The Portland, Oregon band, consisting of vocalist Ken Shima, guitarist Joe X. Jiang, and founder/bassist Simon Tam (whose stage name is Simon Young), formally applied for a trademark in 2010. However, a trademark examiner rejected the application, stating that “The Slants” was a disparaging term, using sources like UrbanDictionary.com as evidence.
“During the fight, we found the Trademark Office justifying the denial of rights to peope based on their race, religion, sexual orientation, and political views, simply because they disagreed with the message of these groups,” the band said. “To that end, they knowingly used false and misleading information, supported by questionable sources such as UrbanDictionary.com, while placing undue burdens on vulnerable communities and small business owners by forcing them into a lengthy, expensive, and biased appeals process.”
Then in 2011, Tam filed a second application, but was rejected again under Section 2(a) of the Lanham Act. After numerous appeals and arguments in court, the band finally prevailed on December 22, 2015, with the United States Court of Appeals for the Federal Circuit ruling that The Slants have the right to register their trademark. The Slants stated that people of color and the LGBTQ community have been prime targets under Section 2(a) of the Lanham Act for too long, and their legal battle with the Trademark Office has made it clear that the office needed to open its eyes one day to the modern world and its evolving identity politics, shifting language, and understanding of culture competency.
The day finally came when the appeals court ruled that the U.S Patent and Trademark Office and Department of Justice violated the band’s First Amendment rights. In a 9-3 vote, the appeals court struck down the “disparagement” portion of the Lanham Act, a 1946 law that allowed the Trademark Office to deny marks that could be considered “scandalous, immoral, or disparaging.”

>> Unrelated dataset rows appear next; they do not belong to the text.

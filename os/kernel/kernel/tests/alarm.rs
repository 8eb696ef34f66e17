mod common;

use common::*;
use kernel::trap::{IRQ_TIMER, T_IRQ0, T_SYSCALL};
use kernel::{AlarmError, AlarmPhase, ContinuationRecord, Cpu, Kernel, Process, TrapFrame, TrapOutcome};
use kernel_alloc::frame_alloc::RamFrames;
use kernel_memory_addresses::{PAGE_SIZE, VirtualAddress};
use kernel_syscall::{SYSCALL_FAILED, Sysno};

const T_TIMER: u32 = T_IRQ0 + IRQ_TIMER;

fn armed(period: u32) -> (Kernel<RamFrames>, Cpu, Env, Process, TrapFrame) {
    let (kernel, mut cpu) = boot();
    let mut env = Env::with_programs();
    let (mut proc, mut tf) = start_init(&kernel, &mut cpu, &mut env);
    let (_, ret) = syscall(
        &kernel,
        &mut cpu,
        &mut tf,
        &mut proc,
        &mut env,
        Sysno::Alarm.as_u32(),
        &[period, HANDLER, RESTORE],
    );
    assert_eq!(ret, 0);
    assert_eq!(proc.alarm.phase(), AlarmPhase::Armed);
    (kernel, cpu, env, proc, tf)
}

fn tick(kernel: &Kernel<RamFrames>, cpu: &mut Cpu, tf: &mut TrapFrame, proc: &mut Process, env: &mut Env) -> TrapOutcome {
    tf.trapno = T_TIMER;
    kernel.trap(cpu, tf, Some(proc), env)
}

#[test]
fn delivery_pushes_the_record_and_enters_the_handler() {
    let (kernel, mut cpu, mut env, mut proc, mut tf) = armed(2);
    tf.eip = ENTRY + 4;
    tf.eax = 0x1111;
    tf.ecx = 0x2222;
    tf.edx = 0x3333;
    let esp = tf.esp;

    tick(&kernel, &mut cpu, &mut tf, &mut proc, &mut env);
    assert_eq!(tf.eip, ENTRY + 4, "one tick to go");
    assert_eq!(proc.alarm.ticks_left(), 1);

    tick(&kernel, &mut cpu, &mut tf, &mut proc, &mut env);
    let at = ContinuationRecord::placement(esp).unwrap().as_u32();
    assert_eq!(tf.eip, HANDLER);
    assert_eq!(tf.esp, at);
    assert_eq!(tf.eax, 0x1111, "the handler sees the interrupted registers");
    assert_eq!(proc.alarm.phase(), AlarmPhase::InHandler);
    assert_eq!(proc.alarm.record(), Some(VirtualAddress::new(at + 12)));

    let words: Vec<u32> = (0..8).map(|i| read_word(&kernel, &cpu, &proc, at + 4 * i)).collect();
    assert_eq!(
        words,
        [RESTORE, 0xffff_ffff, at + 12, ENTRY + 4, 0x1111, 0x2222, 0x3333, esp]
    );
    assert_eq!(env.yields, 2);
}

#[test]
fn expiry_inside_the_handler_is_not_redelivered() {
    let (kernel, mut cpu, mut env, mut proc, mut tf) = armed(1);
    tick(&kernel, &mut cpu, &mut tf, &mut proc, &mut env);
    assert_eq!(tf.eip, HANDLER);
    let record = proc.alarm.record();
    let handler_esp = tf.esp;

    tf.eip = HANDLER + 0x20;
    for _ in 0..4 {
        tick(&kernel, &mut cpu, &mut tf, &mut proc, &mut env);
    }
    assert_eq!(tf.eip, HANDLER + 0x20);
    assert_eq!(tf.esp, handler_esp);
    assert_eq!(proc.alarm.record(), record);
}

#[test]
fn alarm_return_restores_the_interrupted_context() {
    let (kernel, mut cpu, mut env, mut proc, mut tf) = armed(1);
    tf.eip = ENTRY + 8;
    tf.eax = 0xaaaa;
    tf.ecx = 0xbbbb;
    tf.edx = 0xcccc;
    let esp = tf.esp;
    tick(&kernel, &mut cpu, &mut tf, &mut proc, &mut env);
    let at = tf.esp;

    // The handler clobbers registers, then `ret` pops the restore routine,
    // which traps with the record pointer above its fake return slot.
    tf.eax = 0;
    tf.ecx = 0;
    tf.edx = 0;
    tf.esp = at + 4;
    tf.eip = RESTORE + 7;
    tf.eax = Sysno::AlarmReturn.as_u32();
    tf.trapno = T_SYSCALL;
    let outcome = kernel.trap(&mut cpu, &mut tf, Some(&mut proc), &mut env);

    assert_eq!(outcome, TrapOutcome::Resume);
    assert_eq!((tf.eip, tf.esp), (ENTRY + 8, esp));
    assert_eq!((tf.eax, tf.ecx, tf.edx), (0xaaaa, 0xbbbb, 0xcccc));
    assert_eq!(proc.alarm.phase(), AlarmPhase::Armed);

    // Armed again: the next expiry delivers.
    tick(&kernel, &mut cpu, &mut tf, &mut proc, &mut env);
    assert_eq!(tf.eip, HANDLER);
}

#[test]
fn alarm_return_with_the_wrong_record_fails() {
    let (kernel, mut cpu, mut env, mut proc, mut tf) = armed(1);
    tick(&kernel, &mut cpu, &mut tf, &mut proc, &mut env);
    let at = tf.esp;

    // esp + 4 now holds the fake return address instead of the record.
    tf.esp = at;
    tf.eax = Sysno::AlarmReturn.as_u32();
    tf.trapno = T_SYSCALL;
    kernel.trap(&mut cpu, &mut tf, Some(&mut proc), &mut env);
    assert_eq!(tf.eax, SYSCALL_FAILED);
    assert_eq!(proc.alarm.phase(), AlarmPhase::InHandler);
}

#[test]
fn alarm_return_outside_a_handler_fails() {
    let (kernel, mut cpu, mut env, mut proc, mut tf) = armed(10);
    let (_, ret) = syscall(&kernel, &mut cpu, &mut tf, &mut proc, &mut env, Sysno::AlarmReturn.as_u32(), &[0]);
    assert_eq!(ret, SYSCALL_FAILED);
    assert!(matches!(
        kernel.restore_from_handler(&cpu, &mut tf, &mut proc),
        Err(AlarmError::NotInHandler)
    ));
}

#[test]
fn record_below_the_stack_grows_the_stack() {
    let (kernel, mut cpu, mut env, mut proc, mut tf) = armed(1);
    tf.esp = STACK_START + 8;
    let before = free_frames(&kernel, &cpu);

    tick(&kernel, &mut cpu, &mut tf, &mut proc, &mut env);
    let at = STACK_START + 8 - ContinuationRecord::SIZE;
    assert_eq!(tf.esp, at);
    assert_eq!(proc.stack.start.as_u32(), GUARD);
    assert_eq!(proc.stack.size, 2 * PAGE_SIZE);
    assert_eq!(free_frames(&kernel, &cpu), before - 1);
    assert_eq!(read_word(&kernel, &cpu, &proc, at), RESTORE);
    assert_eq!(read_word(&kernel, &cpu, &proc, at + 28), STACK_START + 8);
}

#[test]
fn record_two_pages_below_the_stack_grows_it_from_the_top() {
    let (kernel, mut cpu, mut env, mut proc, mut tf) = armed(1);
    tf.esp = GUARD + 0x10;
    let before = free_frames(&kernel, &cpu);

    tick(&kernel, &mut cpu, &mut tf, &mut proc, &mut env);
    assert_eq!(tf.eip, HANDLER);
    assert_eq!(tf.esp, GUARD + 0x10 - ContinuationRecord::SIZE);
    assert_eq!(proc.stack.start.as_u32(), GUARD - PAGE_SIZE);
    assert_eq!(proc.stack.size, 3 * PAGE_SIZE);
    assert_eq!(free_frames(&kernel, &cpu), before - 2);
    assert_eq!(read_word(&kernel, &cpu, &proc, tf.esp), RESTORE);
    assert_eq!(read_word(&kernel, &cpu, &proc, tf.esp + 28), GUARD + 0x10);
}

#[test]
fn record_that_cannot_grow_the_stack_kills_without_leaking() {
    let (kernel, mut cpu, mut env, mut proc, mut tf) = armed(1);
    tf.esp = STACK_START + 8;
    let before = free_frames(&kernel, &cpu);

    let held = kernel.with_memory(&cpu, |mem| mem.allocator_mut().reserve_all_but(0));
    let outcome = tick(&kernel, &mut cpu, &mut tf, &mut proc, &mut env);
    assert_eq!(outcome, TrapOutcome::Exited);
    assert!(proc.killed);
    assert_eq!(proc.alarm.phase(), AlarmPhase::Disarmed);
    assert_eq!(env.exited, [proc.pid()]);

    kernel.with_memory(&cpu, |mem| mem.allocator_mut().release(held));
    assert_eq!(free_frames(&kernel, &cpu), before + IMAGE_FRAMES);
}

#[test]
fn record_on_a_shared_stack_page_is_copied_first() {
    let (kernel, mut cpu, mut env, mut proc, mut tf) = armed(1);
    kernel.fork(&mut cpu, &tf, &mut proc, &mut env).unwrap();
    let (child, _) = env.spawned.pop().unwrap();
    let shared = frame_of(&child, STACK_START);

    tick(&kernel, &mut cpu, &mut tf, &mut proc, &mut env);
    assert_eq!(tf.eip, HANDLER);
    assert_ne!(frame_of(&proc, STACK_START), shared);
    assert_eq!(read_word(&kernel, &cpu, &proc, tf.esp), RESTORE);
    assert_refcounts_match(&kernel, &cpu, &[&proc, &child]);
}

#[test]
fn undeliverable_alarm_kills() {
    let (kernel, mut cpu, mut env, mut proc, mut tf) = armed(1);
    tf.esp = 0x0002_0000;

    let outcome = tick(&kernel, &mut cpu, &mut tf, &mut proc, &mut env);
    assert_eq!(outcome, TrapOutcome::Exited);
    assert!(proc.killed);
    assert_eq!(proc.alarm.phase(), AlarmPhase::Disarmed);
    assert_eq!(env.exited, [proc.pid()]);
}

#[test]
fn kernel_mode_ticks_do_not_count() {
    let (kernel, mut cpu, mut env, mut proc, _) = armed(1);
    let mut tf = TrapFrame::kernel(T_TIMER, 0x4010_0000);

    kernel.trap(&mut cpu, &mut tf, Some(&mut proc), &mut env);
    assert_eq!(tf.eip, 0x4010_0000);
    assert_eq!(proc.alarm.ticks_left(), 1);
    assert_eq!(proc.alarm.phase(), AlarmPhase::Armed);
}

#[test]
fn entries_must_be_user_addresses() {
    let (kernel, mut cpu, mut env, mut proc, mut tf) = armed(3);
    let kernel_text = LAYOUT.kernel_base + 0x1000;

    let err = kernel
        .arm_alarm(&mut proc, 5, VirtualAddress::new(kernel_text), VirtualAddress::new(RESTORE))
        .unwrap_err();
    assert_eq!(err, AlarmError::BadEntry(VirtualAddress::new(kernel_text)));
    assert_eq!(proc.alarm.period(), 3, "rejected arming leaves the alarm as it was");

    let (_, ret) = syscall(
        &kernel,
        &mut cpu,
        &mut tf,
        &mut proc,
        &mut env,
        Sysno::Alarm.as_u32(),
        &[5, HANDLER, kernel_text],
    );
    assert_eq!(ret, SYSCALL_FAILED);

    let (_, ret) = syscall(&kernel, &mut cpu, &mut tf, &mut proc, &mut env, Sysno::Alarm.as_u32(), &[u32::MAX, HANDLER, RESTORE]);
    assert_eq!(ret, SYSCALL_FAILED, "negative period");
}

#[test]
fn period_zero_disarms() {
    let (kernel, mut cpu, mut env, mut proc, mut tf) = armed(1);
    let (_, ret) = syscall(&kernel, &mut cpu, &mut tf, &mut proc, &mut env, Sysno::Alarm.as_u32(), &[0, 0, 0]);
    assert_eq!(ret, 0);
    assert_eq!(proc.alarm.phase(), AlarmPhase::Disarmed);

    let eip = tf.eip;
    tick(&kernel, &mut cpu, &mut tf, &mut proc, &mut env);
    assert_eq!(tf.eip, eip);
}

#[test]
fn exec_forgets_the_alarm() {
    let (kernel, mut cpu, mut env, mut proc, mut tf) = armed(1);
    tick(&kernel, &mut cpu, &mut tf, &mut proc, &mut env);
    assert_eq!(proc.alarm.phase(), AlarmPhase::InHandler);

    kernel
        .exec(&mut cpu, &mut tf, &mut proc, &mut env, "/bin/echo", &["echo"])
        .unwrap();
    assert_eq!(proc.alarm.phase(), AlarmPhase::Disarmed);
}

Writing for the opinion, Judge Kimberly Moore stated, “Courts have been slow to appreciate the expressive power of trademarks… Words – even a single word – can be powerful. Mr. Simon Tam named his band The Slants to make a statement about racial and cultural issues in this country. With his band name, Mr. Tam conveys more about our society than many volumes of undisputedly protected speech.”

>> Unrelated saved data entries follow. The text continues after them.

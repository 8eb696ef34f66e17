//! # Physical Frame Reference Table
//!
//! One counter per physical frame number, shared by every address space.
//!
//! | Count | Meaning |
//! |-------|---------|
//! | 0     | unowned, must not appear in any present entry |
//! | 1     | referenced by exactly one page table entry |
//! | ≥ 2   | shared copy-on-write between address spaces |
//!
//! [`PhysicalMemory`] couples the table with the external frame allocator so
//! that the count reaching zero and the frame going back to the allocator
//! are a single step.

use crate::{FrameAlloc, PhysMapper, VmError};
use alloc::vec;
use alloc::vec::Vec;
use kernel_memory_addresses::{PAGE_SIZE, PhysicalFrame};

/// Byte pattern written over freed frames to catch dangling references.
pub const JUNK_BYTE: u8 = 0x01;

/// Per-frame reference counts, indexed by [`PhysicalFrame`].
#[derive(Debug, Clone)]
pub struct FrameRefTable {
    counts: Vec<u32>,
}

impl FrameRefTable {
    /// A table covering frame numbers `[0, frame_limit)`, all zero.
    #[must_use]
    pub fn new(frame_limit: u32) -> Self {
        Self {
            counts: vec![0; frame_limit as usize],
        }
    }

    #[inline]
    #[must_use]
    pub fn count(&self, frame: PhysicalFrame) -> u32 {
        self.counts.get(frame.as_index()).copied().unwrap_or(0)
    }

    /// Increment and return the new count.
    ///
    /// # Panics
    /// Panics if `frame` is outside the managed range.
    pub fn incref(&mut self, frame: PhysicalFrame) -> u32 {
        let Some(c) = self.counts.get_mut(frame.as_index()) else {
            panic!("incref: {frame} outside physical memory");
        };
        *c += 1;
        *c
    }

    /// Decrement and return the new count.
    ///
    /// # Panics
    /// Panics when the frame is not referenced at all; an entry pointed at
    /// a frame nobody accounted for.
    pub fn decref(&mut self, frame: PhysicalFrame) -> u32 {
        match self.counts.get_mut(frame.as_index()) {
            Some(c) if *c > 0 => {
                *c -= 1;
                *c
            }
            _ => panic!("kdecref: {frame} not referenced"),
        }
    }

    /// Frames with a nonzero count, ascending.
    pub fn referenced(&self) -> impl Iterator<Item = (PhysicalFrame, u32)> + '_ {
        self.counts
            .iter()
            .enumerate()
            .filter(|&(_, &c)| c > 0)
            .map(|(i, &c)| (PhysicalFrame::from_number(i as u32), c))
    }
}

/// Physical memory context: the frame allocator, its mapper and the
/// reference table.
///
/// Table frames (the directory and second-level tables) come from the same
/// allocator but are owned by their address space and never counted.
pub struct PhysicalMemory<M> {
    frames: M,
    refs: FrameRefTable,
}

impl<M: FrameAlloc + PhysMapper> PhysicalMemory<M> {
    pub fn new(frames: M) -> Self {
        let refs = FrameRefTable::new(frames.frame_limit());
        Self { frames, refs }
    }

    #[inline]
    #[must_use]
    pub const fn refs(&self) -> &FrameRefTable {
        &self.refs
    }

    #[inline]
    #[must_use]
    pub fn refcount(&self, frame: PhysicalFrame) -> u32 {
        self.refs.count(frame)
    }

    /// Frames currently available from the allocator.
    #[inline]
    #[must_use]
    pub fn free_frames(&self) -> usize {
        self.frames.free_frames()
    }

    #[inline]
    #[must_use]
    pub const fn allocator(&self) -> &M {
        &self.frames
    }

    /// Direct access to the allocator, bypassing the reference table. Frames
    /// taken this way must not be mapped.
    #[inline]
    pub const fn allocator_mut(&mut self) -> &mut M {
        &mut self.frames
    }

    /// Allocate a zero-filled frame. Its count stays zero until mapped.
    ///
    /// # Errors
    /// [`VmError::OutOfMemory`] when the allocator is exhausted.
    pub fn alloc_zeroed(&mut self) -> Result<PhysicalFrame, VmError> {
        let frame = self.frames.alloc_frame().ok_or(VmError::OutOfMemory)?;
        self.frames.frame_mut(frame).fill(0);
        Ok(frame)
    }

    /// Allocate a frame holding a copy of `src`.
    ///
    /// # Errors
    /// [`VmError::OutOfMemory`] when the allocator is exhausted.
    pub fn alloc_copy_of(&mut self, src: PhysicalFrame) -> Result<PhysicalFrame, VmError> {
        let frame = self.frames.alloc_frame().ok_or(VmError::OutOfMemory)?;
        let bytes = *self.frames.frame(src);
        self.frames.frame_mut(frame).copy_from_slice(&bytes);
        Ok(frame)
    }

    /// Count one more entry pointing at `frame`.
    pub fn incref(&mut self, frame: PhysicalFrame) {
        self.refs.incref(frame);
    }

    /// Drop one entry pointing at `frame`; the last one frees it.
    pub fn decref(&mut self, frame: PhysicalFrame) {
        if self.refs.decref(frame) == 0 {
            self.release(frame);
        }
    }

    /// Hand an unreferenced frame back to the allocator.
    ///
    /// # Panics
    /// Panics if some entry still refers to `frame`.
    pub fn free_unreferenced(&mut self, frame: PhysicalFrame) {
        assert_eq!(self.refs.count(frame), 0, "kfree: {frame} still referenced");
        self.release(frame);
    }

    fn release(&mut self, frame: PhysicalFrame) {
        self.frames.frame_mut(frame).fill(JUNK_BYTE);
        self.frames.free_frame(frame);
    }

    /// Allocate a frame for a page directory or page table.
    ///
    /// # Errors
    /// [`VmError::OutOfMemory`] when the allocator is exhausted.
    pub fn alloc_table_frame(&mut self) -> Result<PhysicalFrame, VmError> {
        self.alloc_zeroed()
    }

    /// Return a page directory or page table frame.
    pub fn free_table_frame(&mut self, frame: PhysicalFrame) {
        self.free_unreferenced(frame);
    }

    #[inline]
    #[must_use]
    pub fn frame(&self, frame: PhysicalFrame) -> &[u8; PAGE_SIZE as usize] {
        self.frames.frame(frame)
    }

    #[inline]
    pub fn frame_mut(&mut self, frame: PhysicalFrame) -> &mut [u8; PAGE_SIZE as usize] {
        self.frames.frame_mut(frame)
    }
}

Tam said that when he started the band, it was about creating a bold portrayal of Asian American culture because the establishment of an Asian American band was a political act in of itself, even though they never considered themselves as a political group.
“However, as we continued writing music about our experiences, we realized that activism would be integrated into our art as well,” the band said. “I’m proud our band members have helped raise over $1 million for issues affecting Asian Americans, that we’ve worked with dozens of social justice organizations, and that we could humanize important issues around identity and speech in new and nuanced ways. So, we became part art and part activism.”
Indeed, the Supreme Court’s decision in favor of The Slants’ pursuit to trademark their name has opened new doors that allows Americans to decide who should prevail in the marketplace of ideas, as well as having national implications on free speech. The Slants decided to dedicate their newest release, “The Band Who Must Be Named,” as an open letter to the United States Patent and Trademark Office to articulate these values.
“Music is the best way we know how to drive social change: it overcomes social barriers in a way that mob-mentality and fear-based political rhetoric never can,” the band said. “Language and culture are powerful forms of expression and we are elated to know that the Supreme Court of the United States agree. Irony, wit, satire, parody…these are essential for democracy to thrive, these are weapons that neuter malice.”
The Slants expressed their gratitude and appreciation for all the organizations and groups from all political sides that helped them along the way. The band set out to get their name but wound up accomplishing something far more important: protecting marginalized members of society and protecting the First Amendment.
“The Supreme Court has vindicated First Amendment rights not only for our The Slants, but all Americans who are fighting against paternal government policies that ultimately lead to viewpoint discrimination.”
The Slants is currently touring and promoting their latest release, “The Band Who Must Not Be Named,” which has spawned two singles “From the Heart” and “Level Up.” Here are their upcoming tour dates:
7/14/17 – Tokyo in Tulsa – Tulsa, OK
7/15/17 – Tokyo in Tulsa – Tulsa, OK
7/21/17 – Ash Street Saloon – Portland, OR
8/10/17 – Otakon Matsuri – Washington, D.C.
8/11/17 – Otakon Matsuri – Washington, D.C.
8/12/17 – Otakon Matsuri – Washington, D.C.
8/13/17 – Otakon Matsuri – Washington, D.C.